Thirteenth-century manuscript fragments discovered by chance at a library in Bristol, England, have revealed an alternative version of the story of Merlin, the famed wizard of Arthurian legend. A team of scholars translated the writings, known as the Bristol Merlin, from Old French to English and traced the pages’ medieval origins, reports Alison Flood for the Guardian.
The manuscript is part of a group of texts called the Vulgate Cycle, or the Lancelot-Grail Cycle. Using handwriting analysis, the researchers determined that someone in northern or northeastern France wrote the text between 1250 and 1275. That means it was committed to parchment shortly after the Vulgate Cycle was first composed, between 1220 and 1225.
“The medieval Arthurian legends were a bit like the Marvel Universe, in that they constituted a coherent fictional world that had certain rules and a set of well-known characters who appeared and interacted with each other in multiple different stories,” Laura Chuhan Campbell, a medieval language scholar at Durham University, tells Gizmodo’s Isaac Schultz. “This fragment comes from the second volume, which documents the rise of Merlin as Arthur’s advisor, and Arthur’s turbulent early years as king.”
King Arthur first appeared in a history of Britain written in 829 or 830, notes the British Library. That text describes him as a warlord or Christian soldier. Later accounts from the 12th century added new elements to the legend, such as Merlin’s mentorship of Arthur. English writer Thomas Malory compiled one of the best-known collections of the stories, Le Morte d’Arthur, in the 15th century.

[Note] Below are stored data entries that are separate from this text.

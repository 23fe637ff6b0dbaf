//! Domain types used throughout the pipeline.
//!
//! This module defines:
//!
//! - experiment and output selection (`ExperimentKind`, `PlotFormat`, `RunConfig`)
//! - values with uncertainty (`Measured`)
//! - fit inputs/outputs (`FitInput`, `LinearFit`) and derived results (`Analysis`)

pub mod types;

pub use types::*;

Michael Richardson, a special collections librarian at the University of Bristol, found the parchment pieces glued into a 15th-century book in 2019, reports Sarah Durn for Atlas Obscura. Since then, Campbell and colleagues Leah Tether and Benjamin Pohl, both medieval historians at Bristol, have concluded that the pages made their way to England about 80 years after they were written.
“We know it was in England by that point [because] someone has written ‘my god’ in the margins in English,” Campbell tells Atlas Obscura. “From the handwriting, we’ve dated that to the early 14th century.”
By 1520, the pages had ended up in a scrap pile at a British bookshop, where they were used as binding materials for a French philosophy text. That book found its way to the Bristol public library sometime after the collection’s establishment in 1613. As the scholars explain in a statement, the book’s “likely route to Bristol” was Archbishop of York Tobias Matthew, who co-founded the library and collected many books in Oxford. Matthew left his collection to the library after his death in 1628.
The text probably remained at the library until Richardson discovered the pages in 2019. Now, the scholars have published the translation, as well as their study of the manuscript fragments, in a book titled The Bristol Merlin: Revealing the Secrets of a Medieval Fragment.
The team found that the account differed from other versions of the story in several key ways. A sexual encounter between Merlin and Viviane, also known as the Lady of the Lake, is “slightly toned-down,” Tether tells the Guardian.
In most manuscripts of the better known [version], Viviane casts a spell whereby three names are written on her groin that prevent Merlin from sleeping with her. In several manuscripts of the lesser-known version, these names are written on a ring instead. In our fragments, this is taken one step further: the names are written on a ring, but they also prevent anyone speaking to her. So the Bristol Merlin gets rid of unchaste connotations by removing reference to both Viviane’s groin and the idea of Merlin sleeping with her.
Based on an analysis of the handwriting, the fragments of writing appear to have been penned by two people. That could mean an apprentice was working with an experienced scholar to record the legend. Using a spectroscopic technique called Raman scattering, the team reconstructed parts of the text that had worn away.
Altogether, about 200 versions of the Vulgate Cycle are known to exist, with different scribes revising the text either accidentally or purposefully.
“With medieval texts there was no such thing as copyright,” Campbell tells Atlas Obscura. “So, if you were a scribe copying a manuscript, there was nothing to stop you from just changing things a bit.”
Merlin’s image has changed dramatically over the centuries. In more modern versions of the King Arthur legends, he is a wise advisor to the king. In the earliest iterations of the story, however, Campbell says he was a “morally dubious” magical seer or even a “creepy little boy [whose] father is a devil.”